#[cfg(test)]
mod tests {
    use super::*;
    use crate::comment::CommentKind;
    use crate::event::RecordingSink;
    use crate::scheduler::ManualClock;
    use crate::surface::CanvasSurface;

    fn overlay(mode: FeedMode) -> (Overlay<CanvasSurface>, ManualClock, RecordingSink) {
        let clock = ManualClock::new(0.0);
        let events = RecordingSink::new();
        let config = DanmakuConfig {
            item_height: 1.0,
            speed: ScrollSpeed::Custom(10.0),
            lane_gap: 0.0,
            mode,
            ..DanmakuConfig::default()
        };
        let overlay = Overlay::new(config, CanvasSurface::new(40, 3))
            .unwrap()
            .with_clock(clock.clone())
            .with_playback(clock.clone())
            .with_events(events.clone());
        (overlay, clock, events)
    }

    #[test]
    fn test_new_rejects_invalid_config() {
        let config = DanmakuConfig {
            item_height: -1.0,
            ..DanmakuConfig::default()
        };
        assert!(Overlay::new(config, CanvasSurface::new(10, 10)).is_err());
    }

    #[test]
    fn test_send_sanitizes_and_borders() {
        let (mut overlay, _clock, events) = overlay(FeedMode::Live);
        overlay.send(Comment::new("hi\x1b[0m"));

        let item = overlay.items().next().unwrap();
        assert_eq!(item.comment.text, "hi\u{fffd}[0m");
        assert!(item.comment.border.as_deref().unwrap().starts_with("2px solid #"));

        // The event carries the comment as received.
        match &events.events()[0] {
            DanmakuEvent::CommentSent(c) => assert_eq!(c.text, "hi\x1b[0m"),
            other => panic!("unexpected event {other:?}"),
        }
    }

    #[test]
    fn test_send_keeps_existing_border() {
        let (mut overlay, _clock, _events) = overlay(FeedMode::Live);
        overlay.send(Comment::new("x").with_border("1px dashed red"));
        assert_eq!(
            overlay.items().next().unwrap().comment.border.as_deref(),
            Some("1px dashed red")
        );
    }

    #[test]
    fn test_send_while_hidden_records_but_does_not_draw() {
        let (mut overlay, _clock, _events) = overlay(FeedMode::Live);
        overlay.hide();
        overlay.send(Comment::new("x"));
        assert_eq!(overlay.feed().len(), 1);
        assert_eq!(overlay.in_flight(), 0);
    }

    #[test]
    fn test_frame_retires_expired() {
        let (mut overlay, clock, _events) = overlay(FeedMode::Live);
        overlay.send(Comment::new("top").with_kind(CommentKind::Top));
        clock.set(3.9);
        assert_eq!(overlay.frame().retired, 0);
        clock.set(4.0);
        assert_eq!(overlay.frame().retired, 1);
        assert_eq!(overlay.in_flight(), 0);
        assert!(overlay.surface().is_empty());
    }

    #[test]
    fn test_timestamped_frame_dispatch() {
        let (mut overlay, clock, _events) = overlay(FeedMode::Timestamped);
        overlay.load(vec![
            Comment::new("a").at(1.0),
            Comment::new("b").at(2.0).with_kind(CommentKind::Top),
            Comment::new("c").at(5.0),
        ]);
        assert_eq!(overlay.frame().dispatched, 0);

        clock.set(2.0);
        let report = overlay.frame();
        assert_eq!(report.dispatched, 2);
        assert_eq!(overlay.feed().cursor(), 2);

        overlay.pause();
        clock.set(6.0);
        assert_eq!(overlay.frame().dispatched, 0);
        overlay.play();
        assert_eq!(overlay.frame().dispatched, 1);
    }

    #[test]
    fn test_load_positions_at_playback_time() {
        let (mut overlay, clock, _events) = overlay(FeedMode::Timestamped);
        clock.set(3.0);
        overlay.load(vec![Comment::new("old").at(1.0), Comment::new("new").at(3.0)]);
        assert_eq!(overlay.feed().cursor(), 1);
    }

    #[test]
    fn test_timestamped_seek_and_rewind() {
        let (mut overlay, clock, _events) = overlay(FeedMode::Timestamped);
        overlay.load(vec![
            Comment::new("a").at(1.0),
            Comment::new("b").at(2.0),
            Comment::new("c").at(3.0),
        ]);
        clock.set(2.5);
        overlay.seek();
        assert_eq!(overlay.feed().cursor(), 2);
        overlay.rewind();
        assert_eq!(overlay.feed().cursor(), 0);
    }

    #[test]
    fn test_opacity() {
        let (mut overlay, _clock, events) = overlay(FeedMode::Live);
        overlay.send(Comment::new("x"));
        assert!((overlay.opacity(None) - 0.7).abs() < f32::EPSILON);
        assert!((overlay.opacity(Some(0.25)) - 0.25).abs() < f32::EPSILON);
        assert!((overlay.opacity(Some(3.0)) - 1.0).abs() < f32::EPSILON);
        assert!((overlay.opacity(Some(f32::NAN)) - 1.0).abs() < f32::EPSILON);

        let (_, spec) = overlay.surface().elements().next().unwrap();
        assert!((spec.opacity - 1.0).abs() < f32::EPSILON);
        assert_eq!(
            events.names(),
            ["comment_sent", "opacity_changed", "opacity_changed"]
        );
    }

    #[test]
    fn test_set_speed_changes_future_durations() {
        let (mut overlay, _clock, _events) = overlay(FeedMode::Live);
        overlay.set_speed(ScrollSpeed::Custom(20.0));
        overlay.set_speed(ScrollSpeed::Custom(-1.0));
        overlay.send(Comment::new("abcd"));
        // (40 + 4) / 20
        let item = overlay.items().next().unwrap();
        assert!((item.assignment.duration - 2.2).abs() < 1e-9);
    }

    #[test]
    fn test_destroy_is_terminal() {
        let (mut overlay, _clock, events) = overlay(FeedMode::Live);
        overlay.start();
        overlay.send(Comment::new("x"));
        overlay.destroy();

        assert!(overlay.is_destroyed());
        assert!(!overlay.is_ticking());
        assert_eq!(overlay.in_flight(), 0);
        assert!(!overlay.pump(Duration::from_millis(5)));

        overlay.send(Comment::new("y"));
        assert_eq!(overlay.frame(), FrameReport::default());
        assert_eq!(overlay.feed().len(), 1);
        assert_eq!(events.names(), ["comment_sent"]);
    }

    #[test]
    fn test_settings_frozen_after_destroy() {
        let (mut overlay, _clock, _events) = overlay(FeedMode::Live);
        overlay.destroy();

        overlay.unlimit(true);
        assert!(!overlay.is_unlimited());
        overlay.set_speed(ScrollSpeed::Fast);
        assert_eq!(overlay.config().speed, ScrollSpeed::Custom(10.0));
        overlay.play();
        assert!(overlay.is_paused());
        overlay.pause();
        overlay.play();
        assert!(overlay.is_paused());
    }

    #[test]
    fn test_timestamped_send_uses_playback_time() {
        let (mut overlay, clock, _events) = overlay(FeedMode::Timestamped);
        overlay.load(vec![
            Comment::new("a").at(1.0).with_kind(CommentKind::Top),
            Comment::new("b").at(2.0).with_kind(CommentKind::Top),
        ]);
        clock.set(1.5);
        overlay.frame();
        overlay.send(Comment::new("now").at(100.0).with_kind(CommentKind::Top));

        let times: Vec<f64> = overlay.feed().items().iter().map(|c| c.timestamp).collect();
        assert_eq!(times, [1.0, 1.5, 2.0]);
        assert_eq!(overlay.feed().cursor(), 2);
    }
}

• **TASK INSTRUCTIONS**:
Return only the lines between the one holding "assert!(!overlay.pump(Duration::from_millis(5)));" and the one holding "overlay.set_speed(ScrollSpeed::Fast);", inclusive, exactly as they appear above.

• **REPLY TO THE TASK**:
        assert!(!overlay.pump(Duration::from_millis(5)));

        overlay.send(Comment::new("y"));
        assert_eq!(overlay.frame(), FrameReport::default());
        assert_eq!(overlay.feed().len(), 1);
        assert_eq!(events.names(), ["comment_sent"]);
    }

    #[test]
    fn test_settings_frozen_after_destroy() {
        let (mut overlay, _clock, _events) = overlay(FeedMode::Live);
        overlay.destroy();

        overlay.unlimit(true);
        assert!(!overlay.is_unlimited());
        overlay.set_speed(ScrollSpeed::Fast);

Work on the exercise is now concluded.